В советском кино таким режиссером был, наверное, Гайдай — не в смысле универсальной всечеловечности и абсолютного эстетического совершенства (не все его картины можно назвать шедеврами), но в смысле безусловной причастности к фольклорной стихии, к пафосу ускользания от безуспешно уловляющих маленького человека силков официальной идеологии и культуры.

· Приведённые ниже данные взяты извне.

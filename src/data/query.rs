use std::collections::{BTreeMap, BTreeSet};

use thiserror::Error;

use super::model::{IndicatorDataset, IndicatorRecord};

// ---------------------------------------------------------------------------
// Errors
// ---------------------------------------------------------------------------

/// Recoverable query failures. Callers decide the fallback (the pie view
/// shows "no data" on [`QueryError::DivisionUndefined`]); nothing here
/// aborts the application.
#[derive(Debug, Error, PartialEq, Eq)]
pub enum QueryError {
    #[error("no record for country '{country}' in year {year}")]
    RecordNotFound { country: String, year: i32 },

    #[error("sector sum for country '{country}' in year {year} is zero")]
    DivisionUndefined { country: String, year: i32 },

    #[error("unknown numeric field '{0}'")]
    UnknownField(String),
}

// ---------------------------------------------------------------------------
// Year / country slices
// ---------------------------------------------------------------------------

/// All records for the given year, in dataset order. An empty slice is a
/// valid answer, not an error.
pub fn filter_by_year(ds: &IndicatorDataset, year: i32) -> Vec<&IndicatorRecord> {
    ds.records.iter().filter(|r| r.year == year).collect()
}

/// All records whose country name is in `names`, preserving dataset order.
pub fn filter_by_countries<'a>(
    ds: &'a IndicatorDataset,
    names: &BTreeSet<String>,
) -> Vec<&'a IndicatorRecord> {
    ds.records
        .iter()
        .filter(|r| names.contains(&r.country))
        .collect()
}

// ---------------------------------------------------------------------------
// Rankings
// ---------------------------------------------------------------------------

/// For each requested year, the `n` records with the largest value of
/// `field`, descending. The sort is stable: ties keep dataset order. Each
/// slice has length `min(n, records available for that year)`.
pub fn top_n_by_year<'a>(
    ds: &'a IndicatorDataset,
    years: &[i32],
    field: &str,
    n: usize,
) -> Result<BTreeMap<i32, Vec<&'a IndicatorRecord>>, QueryError> {
    // Reject the field up front rather than per row.
    if IndicatorRecord::default().numeric(field).is_none() {
        return Err(QueryError::UnknownField(field.to_string()));
    }

    let mut out = BTreeMap::new();
    for &year in years {
        let mut slice = filter_by_year(ds, year);
        slice.sort_by(|a, b| {
            let av = a.numeric(field).unwrap_or(0.0);
            let bv = b.numeric(field).unwrap_or(0.0);
            bv.total_cmp(&av)
        });
        slice.truncate(n);
        out.insert(year, slice);
    }
    Ok(out)
}

// ---------------------------------------------------------------------------
// Sector shares
// ---------------------------------------------------------------------------

/// Fraction of the sector sum contributed by each of `sector_fields` for
/// the single (country, year) record, in caller order.
///
/// A zero sector sum is [`QueryError::DivisionUndefined`] so the caller can
/// show a fallback instead of a meaningless pie.
pub fn sector_share(
    ds: &IndicatorDataset,
    country: &str,
    year: i32,
    sector_fields: &[&str],
) -> Result<Vec<(String, f64)>, QueryError> {
    let rec = ds
        .records
        .iter()
        .find(|r| r.country == country && r.year == year)
        .ok_or_else(|| QueryError::RecordNotFound {
            country: country.to_string(),
            year,
        })?;

    let mut values = Vec::with_capacity(sector_fields.len());
    for field in sector_fields {
        let v = rec
            .numeric(field)
            .ok_or_else(|| QueryError::UnknownField((*field).to_string()))?;
        values.push(((*field).to_string(), v));
    }

    let total: f64 = values.iter().map(|(_, v)| v).sum();
    if total == 0.0 {
        return Err(QueryError::DivisionUndefined {
            country: country.to_string(),
            year,
        });
    }

    Ok(values.into_iter().map(|(f, v)| (f, v / total)).collect())
}

// ---------------------------------------------------------------------------
// Per-country series
// ---------------------------------------------------------------------------

/// (year, value) points for one country over every year it appears in,
/// sorted by year. The one parametrized projection behind the line and
/// scatter views; chart kinds share it instead of re-filtering themselves.
pub fn series_for_country(ds: &IndicatorDataset, country: &str, field: &str) -> Vec<[f64; 2]> {
    let mut points: Vec<[f64; 2]> = ds
        .records
        .iter()
        .filter(|r| r.country == country)
        .filter_map(|r| r.numeric(field).map(|v| [f64::from(r.year), v]))
        .collect();
    points.sort_by(|a, b| a[0].total_cmp(&b[0]));
    points
}

// ---------------------------------------------------------------------------
// Tests
// ---------------------------------------------------------------------------

#[cfg(test)]
mod tests {
    use super::*;

    fn rec(country_id: &str, country: &str, year: i32, gdp: f64) -> IndicatorRecord {
        IndicatorRecord {
            country_id: country_id.to_string(),
            country: country.to_string(),
            year,
            gdp,
            ..Default::default()
        }
    }

    fn sample() -> IndicatorDataset {
        IndicatorDataset::from_records(vec![
            rec("840", "USA", 2020, 100.0),
            rec("156", "China", 2020, 90.0),
            rec("276", "Germany", 2020, 90.0),
            rec("840", "USA", 2021, 0.0),
            rec("156", "China", 2021, 95.0),
        ])
    }

    #[test]
    fn year_slices_partition_the_dataset() {
        let ds = sample();
        let total: usize = ds
            .years
            .iter()
            .map(|&y| filter_by_year(&ds, y).len())
            .sum();
        assert_eq!(total, ds.len());
        for &y in &ds.years {
            assert!(filter_by_year(&ds, y).iter().all(|r| r.year == y));
        }
    }

    #[test]
    fn missing_year_yields_empty_slice() {
        let ds = sample();
        assert!(filter_by_year(&ds, 1900).is_empty());
    }

    #[test]
    fn country_filter_preserves_dataset_order() {
        let ds = sample();
        let names: BTreeSet<String> =
            ["USA".to_string(), "Germany".to_string()].into_iter().collect();
        let got = filter_by_countries(&ds, &names);
        let countries: Vec<&str> = got.iter().map(|r| r.country.as_str()).collect();
        assert_eq!(countries, vec!["USA", "Germany", "USA"]);
    }

    #[test]
    fn top_n_is_descending_and_stable() {
        let ds = sample();
        let top = top_n_by_year(&ds, &[2020], "gdp", 3).unwrap();
        let slice = &top[&2020];
        let gdps: Vec<f64> = slice.iter().map(|r| r.gdp).collect();
        assert_eq!(gdps, vec![100.0, 90.0, 90.0]);
        // China precedes Germany in the dataset, so the tie keeps that order.
        assert_eq!(slice[1].country, "China");
        assert_eq!(slice[2].country, "Germany");
    }

    #[test]
    fn top_n_is_capped_by_availability() {
        let ds = sample();
        let top = top_n_by_year(&ds, &[2021, 1900], "gdp", 10).unwrap();
        assert_eq!(top[&2021].len(), 2);
        assert!(top[&1900].is_empty());
    }

    #[test]
    fn top_n_rejects_unknown_fields() {
        let ds = sample();
        let err = top_n_by_year(&ds, &[2020], "gdppp", 3).unwrap_err();
        assert_eq!(err, QueryError::UnknownField("gdppp".to_string()));
    }

    #[test]
    fn spec_example_two_rows() {
        // (id "1", USA, 2020, gdp=100, pop=10) and (id "1", USA, 2021,
        // gdp absent→0, pop=12).
        let mut a = rec("1", "USA", 2020, 100.0);
        a.population = 10.0;
        let mut b = rec("1", "USA", 2021, 0.0);
        b.population = 12.0;
        let ds = IndicatorDataset::from_records(vec![a, b]);

        let slice = filter_by_year(&ds, 2021);
        assert_eq!(slice.len(), 1);
        assert_eq!(slice[0].gdp, 0.0);

        let top = top_n_by_year(&ds, &[2020, 2021], "gdp", 1).unwrap();
        assert_eq!(top[&2020][0].gdp, 100.0);
        assert_eq!(top[&2021][0].gdp, 0.0);
    }

    #[test]
    fn sector_shares_sum_to_one() {
        let mut r = rec("840", "USA", 2020, 0.0);
        r.agr_hunt_forest_fish_gva = 10.0;
        r.construction_gva = 30.0;
        r.manufacturing_gva = 60.0;
        let ds = IndicatorDataset::from_records(vec![r]);

        let fields = ["agr_hunt_forest_fish_gva", "construction_gva", "manufacturing_gva"];
        let shares = sector_share(&ds, "USA", 2020, &fields).unwrap();
        assert_eq!(shares.len(), 3);
        assert_eq!(shares[0], ("agr_hunt_forest_fish_gva".to_string(), 0.1));
        let total: f64 = shares.iter().map(|(_, v)| v).sum();
        assert!((total - 1.0).abs() < 1e-12);
    }

    #[test]
    fn zero_sector_sum_is_division_undefined() {
        let ds = IndicatorDataset::from_records(vec![rec("840", "USA", 2020, 5.0)]);
        let err = sector_share(&ds, "USA", 2020, &["construction_gva"]).unwrap_err();
        assert_eq!(
            err,
            QueryError::DivisionUndefined { country: "USA".to_string(), year: 2020 }
        );
    }

    #[test]
    fn sector_share_for_missing_record() {
        let ds = sample();
        let err = sector_share(&ds, "Atlantis", 2020, &["construction_gva"]).unwrap_err();
        assert_eq!(
            err,
            QueryError::RecordNotFound { country: "Atlantis".to_string(), year: 2020 }
        );
    }

    #[test]
    fn country_series_is_year_sorted() {
        let ds = IndicatorDataset::from_records(vec![
            rec("840", "USA", 2021, 7.0),
            rec("840", "USA", 2019, 5.0),
            rec("840", "USA", 2020, 6.0),
        ]);
        let series = series_for_country(&ds, "USA", "gdp");
        assert_eq!(series, vec![[2019.0, 5.0], [2020.0, 6.0], [2021.0, 7.0]]);
        assert!(series_for_country(&ds, "Atlantis", "gdp").is_empty());
    }
}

Столь же безусловно имеет отношение к этой стихии и Овчаров. Традиции немой комической, корифеем которой был Чаплин, а верным последователем — Гайдай, стали той матрицей, посредством которой Овчаров адаптировал к искусству кино народные жанры сказа, небывальщины, лубка, русского площадного театра. Правда, может быть, в силу особой, рафинированной аутентичности кинематограф Овчарова никогда не пользовался тотальным, всенародным успехом. Все-таки одно дело — верность фольклорной стихии, а другое — использование традиционных фольклорных форм. Последнее в наше время — радость для знатоков. К тому же Овчаров не очень умеет рассказывать истории. Его фильмы напоминают изысканные коллажи, сделанные в технике примитива; в них много наивной гениальности, но никакого желания потрафлять массовым вкусам.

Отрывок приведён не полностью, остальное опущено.